Write out every line below that includes the word "points".
[[ Material for this task open ]]
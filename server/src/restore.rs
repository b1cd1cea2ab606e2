//! Reconciliation engine: applies a [`Snapshot`] to the entity store.
//!
//! The whole restore runs in one transaction. Returning early with an error
//! drops the transaction handle, which rolls back every delete and insert
//! made so far.
//!
//! Kinds are processed parents first. Each trip's target id is recorded in
//! an [`IdMap`] whatever its outcome, and children look their trip up there;
//! a child whose trip did not resolve is counted as an orphan and never
//! written.

use crate::db::{self, points, settings, tags, trip_routes, trips, Pool};
use crate::error::Result;
use sqlx::SqliteConnection;
use waymark_engine::{
    Action, EntityId, EntityKind, IdMap, Outcome, Point, Record, RestorePolicy, RestoreReport,
    Route, Setting, Snapshot, Tag, Trip,
};

/// Restore `snapshot` into the store under `policy`.
pub async fn restore(
    pool: &Pool,
    snapshot: &Snapshot,
    policy: RestorePolicy,
) -> Result<RestoreReport> {
    let mut tx = pool.begin().await?;
    let mut restorer = Restorer::new(policy);

    if policy.clears_first() {
        restorer.clear(&mut *tx, snapshot).await?;
    }

    for kind in EntityKind::RESTORE_ORDER {
        if !snapshot.includes(kind) {
            continue;
        }
        restorer.report.touch(kind);

        match kind {
            EntityKind::Trip => restorer.trips(&mut *tx, snapshot.entities.trips()).await?,
            EntityKind::Route => restorer.routes(&mut *tx, snapshot.entities.routes()).await?,
            EntityKind::Point => restorer.points(&mut *tx, snapshot.entities.points()).await?,
            EntityKind::Tag => restorer.tags(&mut *tx, snapshot.entities.tags()).await?,
            EntityKind::Setting => {
                restorer
                    .settings(&mut *tx, snapshot.entities.settings())
                    .await?
            }
        }
    }

    tx.commit().await?;

    let report = restorer.report;
    tracing::info!(
        %policy,
        imported = report.total_imported(),
        updated = report.total_updated(),
        skipped = report.total_skipped(),
        "Restore committed"
    );

    Ok(report)
}

/// State for one restore call.
struct Restorer {
    policy: RestorePolicy,
    ids: IdMap,
    report: RestoreReport,
}

impl Restorer {
    fn new(policy: RestorePolicy) -> Self {
        Self {
            policy,
            ids: IdMap::new(),
            report: RestoreReport::new(),
        }
    }

    /// Delete every row of the included kinds, children first.
    async fn clear(&self, conn: &mut SqliteConnection, snapshot: &Snapshot) -> Result<()> {
        for kind in EntityKind::DELETION_ORDER {
            if snapshot.includes(kind) {
                let removed = db::delete_all(conn, kind).await?;
                tracing::debug!(%kind, removed, "Cleared kind before replace");
            }
        }
        Ok(())
    }

    /// Whether records are matched against existing rows.
    fn wants_match(&self) -> bool {
        self.policy.matches_existing()
    }

    /// Resolve a child's trip, counting an orphan when it is unknown.
    fn parent(&mut self, kind: EntityKind, source_trip: EntityId) -> Option<EntityId> {
        let resolved = self.ids.resolve(EntityKind::Trip, source_trip);
        if resolved.is_none() {
            tracing::debug!(%kind, source_trip, "Skipping record with unresolved trip");
            self.report.record(kind, Outcome::SkippedOrphan);
        }
        resolved
    }

    async fn trips(
        &mut self,
        conn: &mut SqliteConnection,
        records: &[Record<Trip>],
    ) -> Result<()> {
        for record in records {
            let (source_id, trip) = record.strip();

            let existing = if self.wants_match() {
                trips::find_match(conn, trip).await?
            } else {
                None
            };

            let (target, outcome) = match self.policy.action(existing) {
                Action::Insert => (trips::insert(conn, trip).await?, Outcome::Imported),
                Action::Update(id) => {
                    trips::update(conn, id, trip).await?;
                    (id, Outcome::Updated)
                }
                Action::Skip(id) => (id, Outcome::SkippedDuplicate),
            };

            if let Some(source_id) = source_id {
                self.ids.insert(EntityKind::Trip, source_id, target);
            }
            self.report.record(EntityKind::Trip, outcome);
        }
        Ok(())
    }

    async fn routes(
        &mut self,
        conn: &mut SqliteConnection,
        records: &[Record<Route>],
    ) -> Result<()> {
        for record in records {
            let (_, fields) = record.strip();
            let Some(trip_id) = self.parent(EntityKind::Route, fields.trip_id) else {
                continue;
            };
            let route = Route {
                trip_id,
                ..fields.clone()
            };

            let existing = if self.wants_match() {
                trip_routes::find_match(conn, &route).await?
            } else {
                None
            };

            let outcome = match self.policy.action(existing) {
                Action::Insert => {
                    trip_routes::insert(conn, &route).await?;
                    Outcome::Imported
                }
                Action::Update(id) => {
                    trip_routes::update(conn, id, &route).await?;
                    Outcome::Updated
                }
                Action::Skip(_) => Outcome::SkippedDuplicate,
            };
            self.report.record(EntityKind::Route, outcome);
        }
        Ok(())
    }

    async fn points(
        &mut self,
        conn: &mut SqliteConnection,
        records: &[Record<Point>],
    ) -> Result<()> {
        for record in records {
            let (_, fields) = record.strip();
            let Some(trip_id) = self.parent(EntityKind::Point, fields.trip_id) else {
                continue;
            };
            let point = Point {
                trip_id,
                ..fields.clone()
            };

            let existing = if self.wants_match() {
                points::find_match(conn, &point).await?
            } else {
                None
            };

            let outcome = match self.policy.action(existing) {
                Action::Insert => {
                    points::insert(conn, &point).await?;
                    Outcome::Imported
                }
                Action::Update(id) => {
                    points::update(conn, id, &point).await?;
                    Outcome::Updated
                }
                Action::Skip(_) => Outcome::SkippedDuplicate,
            };
            self.report.record(EntityKind::Point, outcome);
        }
        Ok(())
    }

    async fn tags(
        &mut self,
        conn: &mut SqliteConnection,
        records: &[Record<Tag>],
    ) -> Result<()> {
        for record in records {
            let (_, fields) = record.strip();
            let Some(trip_id) = self.parent(EntityKind::Tag, fields.trip_id) else {
                continue;
            };
            let tag = Tag {
                trip_id,
                tag_name: fields.tag_name.clone(),
            };

            let existing = if self.wants_match() {
                tags::find_match(conn, &tag).await?
            } else {
                None
            };

            let outcome = match self.policy.action(existing) {
                // Case variants within one snapshot collapse onto the first.
                Action::Insert => match tags::insert_or_ignore(conn, &tag).await? {
                    Some(_) => Outcome::Imported,
                    None => Outcome::SkippedDuplicate,
                },
                // A tag is all natural key: nothing to update.
                Action::Update(_) | Action::Skip(_) => Outcome::SkippedDuplicate,
            };
            self.report.record(EntityKind::Tag, outcome);
        }
        Ok(())
    }

    async fn settings(
        &mut self,
        conn: &mut SqliteConnection,
        records: &[Record<Setting>],
    ) -> Result<()> {
        for record in records {
            let (_, setting) = record.strip();

            let existing = if self.wants_match() {
                settings::find_match(conn, setting).await?
            } else {
                None
            };

            let outcome = match self.policy.action(existing) {
                Action::Insert => match settings::insert_or_ignore(conn, setting).await? {
                    Some(_) => Outcome::Imported,
                    None => Outcome::SkippedDuplicate,
                },
                Action::Update(id) => {
                    settings::update(conn, id, setting).await?;
                    Outcome::Updated
                }
                Action::Skip(_) => Outcome::SkippedDuplicate,
            };
            self.report.record(EntityKind::Setting, outcome);
        }
        Ok(())
    }
}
[[ Material for this task closed ]]
**Your response**
use crate::db::{self, points, settings, tags, trip_routes, trips, Pool};
            EntityKind::Point => restorer.points(&mut *tx, snapshot.entities.points()).await?,
    async fn points(
                points::find_match(conn, &point).await?
                    points::insert(conn, &point).await?;
                    points::update(conn, id, &point).await?;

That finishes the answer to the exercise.